◆ **Directions**
Count how many lines below include the string "return". Only that number should appear in the reply.

◆ **Record set**

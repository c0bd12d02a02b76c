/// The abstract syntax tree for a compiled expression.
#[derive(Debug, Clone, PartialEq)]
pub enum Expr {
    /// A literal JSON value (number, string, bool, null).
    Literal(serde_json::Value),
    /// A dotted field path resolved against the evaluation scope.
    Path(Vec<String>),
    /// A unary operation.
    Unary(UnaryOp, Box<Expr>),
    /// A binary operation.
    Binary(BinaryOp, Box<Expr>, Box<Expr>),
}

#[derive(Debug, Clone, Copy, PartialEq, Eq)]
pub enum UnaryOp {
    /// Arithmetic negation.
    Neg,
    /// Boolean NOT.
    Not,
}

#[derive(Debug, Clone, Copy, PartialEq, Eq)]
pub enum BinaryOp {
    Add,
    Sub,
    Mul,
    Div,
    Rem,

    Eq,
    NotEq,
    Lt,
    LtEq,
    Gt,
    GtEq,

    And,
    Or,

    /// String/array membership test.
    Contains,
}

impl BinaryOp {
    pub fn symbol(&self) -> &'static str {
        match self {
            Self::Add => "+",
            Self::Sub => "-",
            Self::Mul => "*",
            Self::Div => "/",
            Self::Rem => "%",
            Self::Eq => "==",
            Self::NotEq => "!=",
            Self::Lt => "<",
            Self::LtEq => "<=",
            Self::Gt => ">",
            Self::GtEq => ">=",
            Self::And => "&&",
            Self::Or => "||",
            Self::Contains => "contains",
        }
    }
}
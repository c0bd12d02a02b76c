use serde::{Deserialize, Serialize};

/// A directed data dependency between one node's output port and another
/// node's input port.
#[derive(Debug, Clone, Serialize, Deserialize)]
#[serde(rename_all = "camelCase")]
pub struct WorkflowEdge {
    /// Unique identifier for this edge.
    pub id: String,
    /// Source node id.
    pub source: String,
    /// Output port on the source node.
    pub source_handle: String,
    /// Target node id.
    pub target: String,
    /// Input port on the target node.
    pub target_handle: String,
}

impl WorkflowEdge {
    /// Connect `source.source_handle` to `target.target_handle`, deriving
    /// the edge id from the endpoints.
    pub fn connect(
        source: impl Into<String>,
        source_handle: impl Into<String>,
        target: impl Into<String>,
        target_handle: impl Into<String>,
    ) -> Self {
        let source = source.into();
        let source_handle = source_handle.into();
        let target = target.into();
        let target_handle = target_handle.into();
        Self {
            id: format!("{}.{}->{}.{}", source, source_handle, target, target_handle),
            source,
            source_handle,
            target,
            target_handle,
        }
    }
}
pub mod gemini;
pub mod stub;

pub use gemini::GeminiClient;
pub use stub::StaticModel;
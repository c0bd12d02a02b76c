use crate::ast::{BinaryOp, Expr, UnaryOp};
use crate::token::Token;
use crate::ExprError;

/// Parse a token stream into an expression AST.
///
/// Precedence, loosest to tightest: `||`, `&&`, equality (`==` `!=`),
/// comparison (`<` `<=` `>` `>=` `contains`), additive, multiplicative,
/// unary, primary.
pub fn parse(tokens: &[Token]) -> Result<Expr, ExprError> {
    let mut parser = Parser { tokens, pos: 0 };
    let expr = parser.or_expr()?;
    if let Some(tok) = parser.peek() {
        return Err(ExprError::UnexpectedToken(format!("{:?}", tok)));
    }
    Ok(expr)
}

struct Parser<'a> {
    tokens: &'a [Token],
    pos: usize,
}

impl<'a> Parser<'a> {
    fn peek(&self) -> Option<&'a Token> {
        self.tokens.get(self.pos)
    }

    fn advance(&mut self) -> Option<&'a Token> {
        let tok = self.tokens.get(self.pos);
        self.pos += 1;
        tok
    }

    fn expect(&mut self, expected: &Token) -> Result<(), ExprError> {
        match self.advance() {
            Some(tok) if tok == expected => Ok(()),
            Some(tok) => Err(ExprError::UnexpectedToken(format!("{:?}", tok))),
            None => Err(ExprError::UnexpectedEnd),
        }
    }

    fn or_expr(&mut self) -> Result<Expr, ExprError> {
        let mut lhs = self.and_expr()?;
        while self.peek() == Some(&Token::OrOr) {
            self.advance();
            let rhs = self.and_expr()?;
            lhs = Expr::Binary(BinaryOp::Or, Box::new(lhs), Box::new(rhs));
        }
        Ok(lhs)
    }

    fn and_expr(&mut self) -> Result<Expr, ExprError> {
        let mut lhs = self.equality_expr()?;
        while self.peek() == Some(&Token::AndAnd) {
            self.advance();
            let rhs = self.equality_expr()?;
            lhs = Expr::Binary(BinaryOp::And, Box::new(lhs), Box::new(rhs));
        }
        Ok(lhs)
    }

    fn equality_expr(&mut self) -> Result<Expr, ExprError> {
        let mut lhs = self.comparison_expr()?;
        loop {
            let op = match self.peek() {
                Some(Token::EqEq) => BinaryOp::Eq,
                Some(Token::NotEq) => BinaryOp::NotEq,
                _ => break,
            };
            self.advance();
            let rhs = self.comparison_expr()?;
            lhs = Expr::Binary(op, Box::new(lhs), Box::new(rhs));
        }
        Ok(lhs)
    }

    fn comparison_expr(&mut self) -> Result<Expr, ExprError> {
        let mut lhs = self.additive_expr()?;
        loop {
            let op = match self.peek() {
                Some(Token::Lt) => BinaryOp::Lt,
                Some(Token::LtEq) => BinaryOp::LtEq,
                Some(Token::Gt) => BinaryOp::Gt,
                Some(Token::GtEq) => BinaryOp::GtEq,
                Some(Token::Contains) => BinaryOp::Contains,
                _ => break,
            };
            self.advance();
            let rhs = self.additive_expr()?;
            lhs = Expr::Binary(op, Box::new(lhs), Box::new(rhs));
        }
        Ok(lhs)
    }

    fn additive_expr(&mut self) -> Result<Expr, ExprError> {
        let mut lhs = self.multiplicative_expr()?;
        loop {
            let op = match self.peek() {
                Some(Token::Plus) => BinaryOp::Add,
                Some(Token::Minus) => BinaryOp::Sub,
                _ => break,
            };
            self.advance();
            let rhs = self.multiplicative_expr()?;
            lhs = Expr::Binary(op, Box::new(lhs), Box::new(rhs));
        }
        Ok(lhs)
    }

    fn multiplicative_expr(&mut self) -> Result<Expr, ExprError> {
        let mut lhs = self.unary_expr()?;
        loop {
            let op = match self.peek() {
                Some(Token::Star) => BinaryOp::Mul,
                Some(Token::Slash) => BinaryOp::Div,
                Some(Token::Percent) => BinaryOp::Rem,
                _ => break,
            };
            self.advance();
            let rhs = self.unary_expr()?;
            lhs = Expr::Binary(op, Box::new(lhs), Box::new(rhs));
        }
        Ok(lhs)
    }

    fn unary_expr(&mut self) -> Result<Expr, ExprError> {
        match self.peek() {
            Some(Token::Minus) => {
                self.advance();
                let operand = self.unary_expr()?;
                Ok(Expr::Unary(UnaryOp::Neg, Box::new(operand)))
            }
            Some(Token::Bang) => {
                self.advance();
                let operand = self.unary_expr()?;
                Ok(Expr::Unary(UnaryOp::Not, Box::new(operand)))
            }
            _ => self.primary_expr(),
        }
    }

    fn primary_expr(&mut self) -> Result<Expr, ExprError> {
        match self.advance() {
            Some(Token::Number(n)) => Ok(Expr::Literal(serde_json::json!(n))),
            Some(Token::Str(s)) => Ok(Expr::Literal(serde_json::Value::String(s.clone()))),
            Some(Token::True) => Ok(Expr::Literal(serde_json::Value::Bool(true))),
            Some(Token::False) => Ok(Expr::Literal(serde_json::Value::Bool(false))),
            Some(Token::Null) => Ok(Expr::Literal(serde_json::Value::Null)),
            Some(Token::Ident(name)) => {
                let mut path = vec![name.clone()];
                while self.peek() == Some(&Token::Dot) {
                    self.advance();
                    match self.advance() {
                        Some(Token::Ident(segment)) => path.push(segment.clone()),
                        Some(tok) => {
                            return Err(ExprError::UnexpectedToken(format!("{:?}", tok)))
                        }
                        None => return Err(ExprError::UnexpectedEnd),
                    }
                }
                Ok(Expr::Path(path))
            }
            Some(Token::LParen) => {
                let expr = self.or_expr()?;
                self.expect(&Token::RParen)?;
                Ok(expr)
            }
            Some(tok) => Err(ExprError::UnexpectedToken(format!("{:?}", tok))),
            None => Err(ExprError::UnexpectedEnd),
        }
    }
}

◆ **Answer to this problem**
3